-- Opening Marker --

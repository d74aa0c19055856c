//! Generation input: raw request, solve budget, and the indexed snapshot.
//!
//! `GenerationRequest` is the boundary type supplied by the calling
//! layer. After validation it is indexed into a `Snapshot`: an
//! immutable view with by-ID lookups that are infallible by
//! construction. Each `generate` call owns its snapshot; there is no
//! process-wide registry of members or slots.

use serde::{Deserialize, Serialize};
use std::collections::{BTreeMap, HashMap};
use std::time::Duration;

use crate::models::{Availability, Member, ShiftRequest, ShiftSlot, TimeWindow};

/// Input container for a generation run.
#[derive(Debug, Clone, Default, Serialize, Deserialize)]
pub struct GenerationRequest {
    /// Roster members.
    pub members: Vec<Member>,
    /// Declared availability, at most one record per member.
    /// Members without a record are always available.
    pub availabilities: Vec<Availability>,
    /// Slots to fill.
    pub slots: Vec<ShiftSlot>,
    /// Member wishes.
    pub requests: Vec<ShiftRequest>,
    /// The roster period. Every slot must fall within it.
    pub period: TimeWindow,
}

impl GenerationRequest {
    /// Creates an empty request for the given period.
    pub fn new(period_start_ms: i64, period_end_ms: i64) -> Self {
        Self {
            period: TimeWindow::new(period_start_ms, period_end_ms),
            ..Self::default()
        }
    }

    /// Adds a member.
    pub fn with_member(mut self, member: Member) -> Self {
        self.members.push(member);
        self
    }

    /// Adds an availability record.
    pub fn with_availability(mut self, availability: Availability) -> Self {
        self.availabilities.push(availability);
        self
    }

    /// Adds a slot.
    pub fn with_slot(mut self, slot: ShiftSlot) -> Self {
        self.slots.push(slot);
        self
    }

    /// Adds a shift request.
    pub fn with_request(mut self, request: ShiftRequest) -> Self {
        self.requests.push(request);
        self
    }
}

/// Iteration and wall-clock budget for one solve.
///
/// The iteration budget is the reproducibility anchor: identical
/// snapshot and iteration budget yield an identical schedule. The
/// wall-clock limit is checked cooperatively at search step boundaries
/// and only ever truncates the search earlier.
#[derive(Debug, Clone, Copy, Serialize, Deserialize)]
pub struct SolveBudget {
    /// Maximum search steps.
    pub max_iterations: u64,
    /// Optional wall-clock limit.
    pub max_duration: Option<Duration>,
}

impl SolveBudget {
    /// Default iteration cap.
    pub const DEFAULT_MAX_ITERATIONS: u64 = 200_000;

    /// Creates a budget with the given iteration cap.
    pub fn new(max_iterations: u64) -> Self {
        Self {
            max_iterations,
            max_duration: None,
        }
    }

    /// Sets the wall-clock limit.
    pub fn with_max_duration(mut self, max_duration: Duration) -> Self {
        self.max_duration = Some(max_duration);
        self
    }
}

impl Default for SolveBudget {
    fn default() -> Self {
        Self::new(Self::DEFAULT_MAX_ITERATIONS)
    }
}

/// Immutable indexed view of a validated request.
///
/// Lookups by ID are infallible for entities that passed validation.
/// Member iteration order is ID-ascending (`BTreeMap`), which is part
/// of the engine's determinism contract.
#[derive(Debug, Clone)]
pub struct Snapshot {
    members: BTreeMap<String, Member>,
    availability_by_member: HashMap<String, Availability>,
    requests_by_member: HashMap<String, Vec<ShiftRequest>>,
    slots: Vec<ShiftSlot>,
    slot_index: HashMap<String, usize>,
    period: TimeWindow,
    target_load_ms: i64,
}

impl Snapshot {
    /// Indexes a validated request.
    ///
    /// Must only be called after `validation::validate_request`
    /// succeeded; duplicate or dangling IDs would be silently collapsed
    /// here.
    pub fn build(request: GenerationRequest) -> Self {
        let member_count = request.members.len();
        let members: BTreeMap<String, Member> = request
            .members
            .into_iter()
            .map(|m| (m.id.clone(), m))
            .collect();

        let availability_by_member: HashMap<String, Availability> = request
            .availabilities
            .into_iter()
            .map(|a| (a.member_id.clone(), a))
            .collect();

        let mut requests_by_member: HashMap<String, Vec<ShiftRequest>> = HashMap::new();
        for r in request.requests {
            requests_by_member
                .entry(r.member_id.clone())
                .or_default()
                .push(r);
        }

        let slot_index: HashMap<String, usize> = request
            .slots
            .iter()
            .enumerate()
            .map(|(i, s)| (s.id.clone(), i))
            .collect();

        let total_demand_ms: i64 = request.slots.iter().map(|s| s.demand_ms()).sum();
        let target_load_ms = if member_count == 0 {
            0
        } else {
            total_demand_ms / member_count as i64
        };

        Self {
            members,
            availability_by_member,
            requests_by_member,
            slots: request.slots,
            slot_index,
            period: request.period,
            target_load_ms,
        }
    }

    /// Members, ID-ascending.
    pub fn members(&self) -> impl Iterator<Item = &Member> {
        self.members.values()
    }

    /// Number of members.
    pub fn member_count(&self) -> usize {
        self.members.len()
    }

    /// Looks up a member by ID.
    pub fn member(&self, member_id: &str) -> Option<&Member> {
        self.members.get(member_id)
    }

    /// The member's availability record, if declared.
    pub fn availability(&self, member_id: &str) -> Option<&Availability> {
        self.availability_by_member.get(member_id)
    }

    /// The member's requests (empty slice if none).
    pub fn requests_for(&self, member_id: &str) -> &[ShiftRequest] {
        self.requests_by_member
            .get(member_id)
            .map(Vec::as_slice)
            .unwrap_or(&[])
    }

    /// Slots in input order.
    pub fn slots(&self) -> &[ShiftSlot] {
        &self.slots
    }

    /// Looks up a slot by ID.
    pub fn slot(&self, slot_id: &str) -> Option<&ShiftSlot> {
        self.slot_index.get(slot_id).map(|&i| &self.slots[i])
    }

    /// The roster period.
    pub fn period(&self) -> &TimeWindow {
        &self.period
    }

    /// Mean target load per member (ms): total demanded
    /// headcount-milliseconds divided by member count. The fairness
    /// baseline for soft-cost evaluation.
    pub fn target_load_ms(&self) -> i64 {
        self.target_load_ms
    }

    /// Effective load cap for a member (ms): the availability override
    /// when present, else the member's own cap. `None` = uncapped.
    pub fn effective_max_load_ms(&self, member_id: &str) -> Option<i64> {
        if let Some(av) = self.availability(member_id) {
            if av.max_load_override_ms.is_some() {
                return av.max_load_override_ms;
            }
        }
        self.member(member_id).and_then(|m| m.max_load_ms)
    }
}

-- Closing Marker --

▶ _Work instructions_
Give the whole listing again, character for character.

▶ _Result of the exercise_
repository d74aa0c19055856c
//! Generation input: raw request, solve budget, and the indexed snapshot.
//!
//! `GenerationRequest` is the boundary type supplied by the calling
//! layer. After validation it is indexed into a `Snapshot`: an
//! immutable view with by-ID lookups that are infallible by
//! construction. Each `generate` call owns its snapshot; there is no
//! process-wide registry of members or slots.

use serde::{Deserialize, Serialize};
use std::collections::{BTreeMap, HashMap};
use std::time::Duration;

use crate::models::{Availability, Member, ShiftRequest, ShiftSlot, TimeWindow};

/// Input container for a generation run.
#[derive(Debug, Clone, Default, Serialize, Deserialize)]
pub struct GenerationRequest {
    /// Roster members.
    pub members: Vec<Member>,
    /// Declared availability, at most one record per member.
    /// Members without a record are always available.
    pub availabilities: Vec<Availability>,
    /// Slots to fill.
    pub slots: Vec<ShiftSlot>,
    /// Member wishes.
    pub requests: Vec<ShiftRequest>,
    /// The roster period. Every slot must fall within it.
    pub period: TimeWindow,
}

impl GenerationRequest {
    /// Creates an empty request for the given period.
    pub fn new(period_start_ms: i64, period_end_ms: i64) -> Self {
        Self {
            period: TimeWindow::new(period_start_ms, period_end_ms),
            ..Self::default()
        }
    }

    /// Adds a member.
    pub fn with_member(mut self, member: Member) -> Self {
        self.members.push(member);
        self
    }

    /// Adds an availability record.
    pub fn with_availability(mut self, availability: Availability) -> Self {
        self.availabilities.push(availability);
        self
    }

    /// Adds a slot.
    pub fn with_slot(mut self, slot: ShiftSlot) -> Self {
        self.slots.push(slot);
        self
    }

    /// Adds a shift request.
    pub fn with_request(mut self, request: ShiftRequest) -> Self {
        self.requests.push(request);
        self
    }
}

/// Iteration and wall-clock budget for one solve.
///
/// The iteration budget is the reproducibility anchor: identical
/// snapshot and iteration budget yield an identical schedule. The
/// wall-clock limit is checked cooperatively at search step boundaries
/// and only ever truncates the search earlier.
#[derive(Debug, Clone, Copy, Serialize, Deserialize)]
pub struct SolveBudget {
    /// Maximum search steps.
    pub max_iterations: u64,
    /// Optional wall-clock limit.
    pub max_duration: Option<Duration>,
}

impl SolveBudget {
    /// Default iteration cap.
    pub const DEFAULT_MAX_ITERATIONS: u64 = 200_000;

    /// Creates a budget with the given iteration cap.
    pub fn new(max_iterations: u64) -> Self {
        Self {
            max_iterations,
            max_duration: None,
        }
    }

    /// Sets the wall-clock limit.
    pub fn with_max_duration(mut self, max_duration: Duration) -> Self {
        self.max_duration = Some(max_duration);
        self
    }
}

impl Default for SolveBudget {
    fn default() -> Self {
        Self::new(Self::DEFAULT_MAX_ITERATIONS)
    }
}

/// Immutable indexed view of a validated request.
///
/// Lookups by ID are infallible for entities that passed validation.
/// Member iteration order is ID-ascending (`BTreeMap`), which is part
/// of the engine's determinism contract.
#[derive(Debug, Clone)]
pub struct Snapshot {
    members: BTreeMap<String, Member>,
    availability_by_member: HashMap<String, Availability>,
    requests_by_member: HashMap<String, Vec<ShiftRequest>>,
    slots: Vec<ShiftSlot>,
    slot_index: HashMap<String, usize>,
    period: TimeWindow,
    target_load_ms: i64,
}

impl Snapshot {
    /// Indexes a validated request.
    ///
    /// Must only be called after `validation::validate_request`
    /// succeeded; duplicate or dangling IDs would be silently collapsed
    /// here.
    pub fn build(request: GenerationRequest) -> Self {
        let member_count = request.members.len();
        let members: BTreeMap<String, Member> = request
            .members
            .into_iter()
            .map(|m| (m.id.clone(), m))
            .collect();

        let availability_by_member: HashMap<String, Availability> = request
            .availabilities
            .into_iter()
            .map(|a| (a.member_id.clone(), a))
            .collect();

        let mut requests_by_member: HashMap<String, Vec<ShiftRequest>> = HashMap::new();
        for r in request.requests {
            requests_by_member
                .entry(r.member_id.clone())
                .or_default()
                .push(r);
        }

        let slot_index: HashMap<String, usize> = request
            .slots
            .iter()
            .enumerate()
            .map(|(i, s)| (s.id.clone(), i))
            .collect();

        let total_demand_ms: i64 = request.slots.iter().map(|s| s.demand_ms()).sum();
        let target_load_ms = if member_count == 0 {
            0
        } else {
            total_demand_ms / member_count as i64
        };

        Self {
            members,
            availability_by_member,
            requests_by_member,
            slots: request.slots,
            slot_index,
            period: request.period,
            target_load_ms,
        }
    }

    /// Members, ID-ascending.
    pub fn members(&self) -> impl Iterator<Item = &Member> {
        self.members.values()
    }

    /// Number of members.
    pub fn member_count(&self) -> usize {
        self.members.len()
    }

    /// Looks up a member by ID.
    pub fn member(&self, member_id: &str) -> Option<&Member> {
        self.members.get(member_id)
    }

    /// The member's availability record, if declared.
    pub fn availability(&self, member_id: &str) -> Option<&Availability> {
        self.availability_by_member.get(member_id)
    }

    /// The member's requests (empty slice if none).
    pub fn requests_for(&self, member_id: &str) -> &[ShiftRequest] {
        self.requests_by_member
            .get(member_id)
            .map(Vec::as_slice)
            .unwrap_or(&[])
    }

    /// Slots in input order.
    pub fn slots(&self) -> &[ShiftSlot] {
        &self.slots
    }

    /// Looks up a slot by ID.
    pub fn slot(&self, slot_id: &str) -> Option<&ShiftSlot> {
        self.slot_index.get(slot_id).map(|&i| &self.slots[i])
    }

    /// The roster period.
    pub fn period(&self) -> &TimeWindow {
        &self.period
    }

    /// Mean target load per member (ms): total demanded
    /// headcount-milliseconds divided by member count. The fairness
    /// baseline for soft-cost evaluation.
    pub fn target_load_ms(&self) -> i64 {
        self.target_load_ms
    }

    /// Effective load cap for a member (ms): the availability override
    /// when present, else the member's own cap. `None` = uncapped.
    pub fn effective_max_load_ms(&self, member_id: &str) -> Option<i64> {
        if let Some(av) = self.availability(member_id) {
            if av.max_load_override_ms.is_some() {
                return av.max_load_override_ms;
            }
        }
        self.member(member_id).and_then(|m| m.max_load_ms)
    }
}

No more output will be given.